MADRID (AP) — Yields rose again Friday on Spanish bonds following a warning from the country's economy minister that the future of the euro will be determined in the next few weeks and will depend on the stability of Spain and Italy.
The interest rate on 10-year Spanish bonds stood at 6.52 percent in early trading, up 7 basis points from Thursday's close. The spread with the equivalent German bund was above 530 points.
Economy Minister Luis de Guindos said in a speech Thursday evening that Spain and Europe were at a crossroads as speculation mounts over whether the country will need a bailout. The danger is that Spain's 1 trillion-euro economy is bigger than those of already bailed-out Greece, Ireland and Portugal combined.

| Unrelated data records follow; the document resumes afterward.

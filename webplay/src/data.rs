use std::{iter::FromIterator, slice};

/// Header fields in the order they were first seen.
///
/// Names compare case-insensitively. Inserting a name that is already present keeps its original
/// position and spelling and replaces the value.
#[derive(Debug, Clone, Default, PartialEq, Eq)]
pub struct Headers(Vec<(String, String)>);

impl Headers {
    pub fn new() -> Self {
        Self(Vec::new())
    }

    pub fn insert<S1: Into<String>, S2: Into<String>>(&mut self, name: S1, value: S2) {
        let name = name.into();
        let value = value.into();

        match self
            .0
            .iter_mut()
            .find(|(existing, _)| existing.eq_ignore_ascii_case(&name))
        {
            Some(entry) => entry.1 = value,
            None => self.0.push((name, value)),
        }
    }

    pub fn get(&self, name: &str) -> Option<&str> {
        self.0
            .iter()
            .find(|(existing, _)| existing.eq_ignore_ascii_case(name))
            .map(|(_, value)| value.as_str())
    }

    pub fn iter(&self) -> impl Iterator<Item = (&str, &str)> {
        self.0
            .iter()
            .map(|(name, value)| (name.as_str(), value.as_str()))
    }

    pub fn len(&self) -> usize {
        self.0.len()
    }

    pub fn is_empty(&self) -> bool {
        self.0.is_empty()
    }
}

impl<N: Into<String>, V: Into<String>> FromIterator<(N, V)> for Headers {
    fn from_iter<I: IntoIterator<Item = (N, V)>>(iter: I) -> Self {
        let mut headers = Headers::new();
        for (name, value) in iter {
            headers.insert(name, value);
        }
        headers
    }
}

impl<'a> IntoIterator for &'a Headers {
    type Item = &'a (String, String);
    type IntoIter = slice::Iter<'a, (String, String)>;

    fn into_iter(self) -> Self::IntoIter {
        self.0.iter()
    }
}

/// A request observed on its way from the client to the application.
#[derive(Debug, Clone, PartialEq, Eq)]
pub struct TestRequest {
    pub url_path: String,
    pub method: String,
    pub headers: Headers,
    pub payload: Option<String>,
}

impl TestRequest {
    pub fn new<S1: Into<String>, S2: Into<String>>(url_path: S1, method: S2) -> Self {
        Self {
            url_path: url_path.into(),
            method: method.into(),
            headers: Headers::new(),
            payload: None,
        }
    }

    pub fn with_header<S1: Into<String>, S2: Into<String>>(mut self, name: S1, value: S2) -> Self {
        self.headers.insert(name, value);
        self
    }

    pub fn with_payload<S: Into<String>>(mut self, payload: S) -> Self {
        self.payload = Some(payload.into());
        self
    }

    /// The payload, if there is a non-empty one.
    pub fn payload(&self) -> Option<&str> {
        self.payload.as_deref().filter(|payload| !payload.is_empty())
    }
}

#[derive(Debug, Clone, PartialEq, Eq)]
pub enum Assertion {
    /// The text content of the first element matching `selector` equals `text`.
    ExpectedText { selector: String, text: String },
    /// The attribute `name` of the first element matching `selector` equals `value`.
    ExpectedAttr {
        selector: String,
        name: String,
        value: String,
    },
}

impl Assertion {
    pub fn expected_text<S1: Into<String>, S2: Into<String>>(text: S1, selector: S2) -> Self {
        Assertion::ExpectedText {
            selector: selector.into(),
            text: text.into(),
        }
    }

    pub fn expected_attr<S1: Into<String>, S2: Into<String>, S3: Into<String>>(
        name: S1,
        value: S2,
        selector: S3,
    ) -> Self {
        Assertion::ExpectedAttr {
            selector: selector.into(),
            name: name.into(),
            value: value.into(),
        }
    }

    pub fn selector(&self) -> &str {
        match self {
            Assertion::ExpectedText { selector, .. } | Assertion::ExpectedAttr { selector, .. } => {
                selector
            }
        }
    }

    pub fn expected(&self) -> &str {
        match self {
            Assertion::ExpectedText { text, .. } => text,
            Assertion::ExpectedAttr { value, .. } => value,
        }
    }
}

/// A recorded request together with the assertions made against its response.
#[derive(Debug, Clone, PartialEq, Eq)]
pub struct RecordedRequest {
    pub request: TestRequest,
    pub assertions: Vec<Assertion>,
}

#[derive(Debug, Clone)]
pub struct ResponseData {
    pub status_code: u16,
    pub headers: Headers,
    pub body: String,
}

Spain's banking sector is laden with toxic assets and the government needs €19 billion to rescue just one lender, Bankia, SA at a time of recession and crushing unemployment of 24.4 percent.
"I don't know if we are on the edge of a cliff, but we are in a very, very difficult position," de Guindos said Thursday evening in a speech to business leaders in Sitges, a resort town near Barcelona.
He said Europe needs new mechanisms including one to allow bailout capital to be injected directly into troubled banks rather than go through governments first. It also needs a pan-European bank deposit insurance plan like the United States has. German opposes the idea
De Guindos also backed calls for a "banking union" with closer coordination among regulators of different euro zone countries.
'The future of the euro is going to play out in the next few weeks in Spain and Italy," de Guindos said. Bond yields — a direct measure of investor confidence in a country's debt — are also very high in Italy.
Spain's benchmark Ibex-35 stock index was up 0.56 percentage point.
The IMF Thursday denied a published report that it was already preparing a bailout for Spain.